I loved the pine, not for its intrinsic value alone, but for the memory it awakened. However, the time had come to cut and fell this last monarch. The hardwood was being cut around it. Huge piles of tops and brush were in every direction. It might survive until some future day in the hot summer, when some unthinking halfwit would drop a match in the dry tinder of the slashing. The prospect would be similar to that already seen in sections of Wexford, Roscommon, Kalkaska, Grand Traverse and many other counties.

After getting several good pictures of the landscape and the tree from various positions, I watched it being cut and skidded ready for the hauling.

Then, as the day was advancing, I was called to the sleigh for our return trip to the city. Strange it may seem. No one but an old lumberman can understand when I say I was both glad as well as sorry, to be present at the cutting of the last pine.”

Woodward, Scott. “Cutting of the Last Pine.” Life in Pictures in Prose and Verse. Traverse City: Scott Woodward, 1911. 133-136.

Amy Barritt is co-editor of Grand Traverse Journal. Beautiful pieces of prose and poetry reside unexplored in the rare books collection in the Nelson Room of Traverse Area District Library, and she invites you to come and find yourself a long-lost treasure.

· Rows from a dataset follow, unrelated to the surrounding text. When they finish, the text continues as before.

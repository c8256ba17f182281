//! Hand-rolled repository mock for handler tests
//!
//! Behaves like the in-memory store but additionally counts calls to the
//! mutating operations, so tests can assert that an action never reached the
//! store. `failing()` builds a mock whose every operation reports a storage
//! error, for exercising the 500 paths.

use std::sync::atomic::{AtomicBool, AtomicUsize, Ordering};
use std::sync::Mutex;

use super::{Entity, Repository, RepositoryError};
use crate::database::connection::DatabaseError;
use crate::database::models::{NewProduct, Product};

#[derive(Default)]
pub struct MockRepository {
    products: Mutex<Vec<Product>>,
    fail: AtomicBool,
    pub create_calls: AtomicUsize,
    pub update_calls: AtomicUsize,
    pub delete_calls: AtomicUsize,
}

impl MockRepository {
    pub fn new() -> Self {
        Self::default()
    }

    pub fn with_products(products: Vec<Product>) -> Self {
        Self {
            products: Mutex::new(products),
            ..Self::default()
        }
    }

    /// A repository whose every operation fails with a storage error
    pub fn failing() -> Self {
        Self {
            fail: AtomicBool::new(true),
            ..Self::default()
        }
    }

    fn check_storage(&self) -> Result<(), RepositoryError> {
        if self.fail.load(Ordering::SeqCst) {
            return Err(RepositoryError::Storage(DatabaseError::ConnectionPoolError(
                "connection refused".to_string(),
            )));
        }
        Ok(())
    }

    pub fn create_count(&self) -> usize {
        self.create_calls.load(Ordering::SeqCst)
    }

    pub fn update_count(&self) -> usize {
        self.update_calls.load(Ordering::SeqCst)
    }

    pub fn delete_count(&self) -> usize {
        self.delete_calls.load(Ordering::SeqCst)
    }
}

#[async_trait::async_trait]
impl Repository<Product> for MockRepository {
    async fn get_all(&self) -> Result<Vec<Product>, RepositoryError> {
        self.check_storage()?;
        Ok(self.products.lock().unwrap().clone())
    }

    async fn get_by_id(&self, id: i32) -> Result<Option<Product>, RepositoryError> {
        self.check_storage()?;
        Ok(self
            .products
            .lock()
            .unwrap()
            .iter()
            .find(|p| p.id == id)
            .cloned())
    }

    async fn create(&self, draft: NewProduct) -> Result<Product, RepositoryError> {
        self.create_calls.fetch_add(1, Ordering::SeqCst);
        self.check_storage()?;
        let mut products = self.products.lock().unwrap();
        let id = products.iter().map(|p| p.id).max().unwrap_or(0) + 1;
        let product = Product::from_draft(draft, id);
        products.push(product.clone());
        Ok(product)
    }

    fn update(&self, entity: &Product) -> Result<(), RepositoryError> {
        self.update_calls.fetch_add(1, Ordering::SeqCst);
        self.check_storage()?;
        let mut products = self.products.lock().unwrap();
        match products.iter_mut().find(|p| p.id == entity.id) {
            Some(slot) => {
                *slot = entity.clone();
                Ok(())
            }
            None => Err(RepositoryError::NotFound),
        }
    }

    fn delete(&self, entity: &Product) -> Result<(), RepositoryError> {
        self.delete_calls.fetch_add(1, Ordering::SeqCst);
        self.check_storage()?;
        let mut products = self.products.lock().unwrap();
        let before = products.len();
        products.retain(|p| p.id != entity.id);
        if products.len() == before {
            return Err(RepositoryError::NotFound);
        }
        Ok(())
    }
}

2 thoughts on ““Cutting the Last Pine”: A Romantic Vision of the End of the Lumber Era, 1911”

  1. HAVE A COPY OF THE BOOK “LIFE PICTURES” WITH THE EXACT PICTURE IN IT. THE INTRODUCTION WAS WRITTEN BY GEO. W. KENT EDITOR TRAVERSE CITY DAILEY EAGLE

    1. You’re pretty lucky, Charles! This is a great book. It really shows Woodward’s humor and whimsy. I don’t know how many copies still exist, but I imagine it was originally a pretty limited, local run.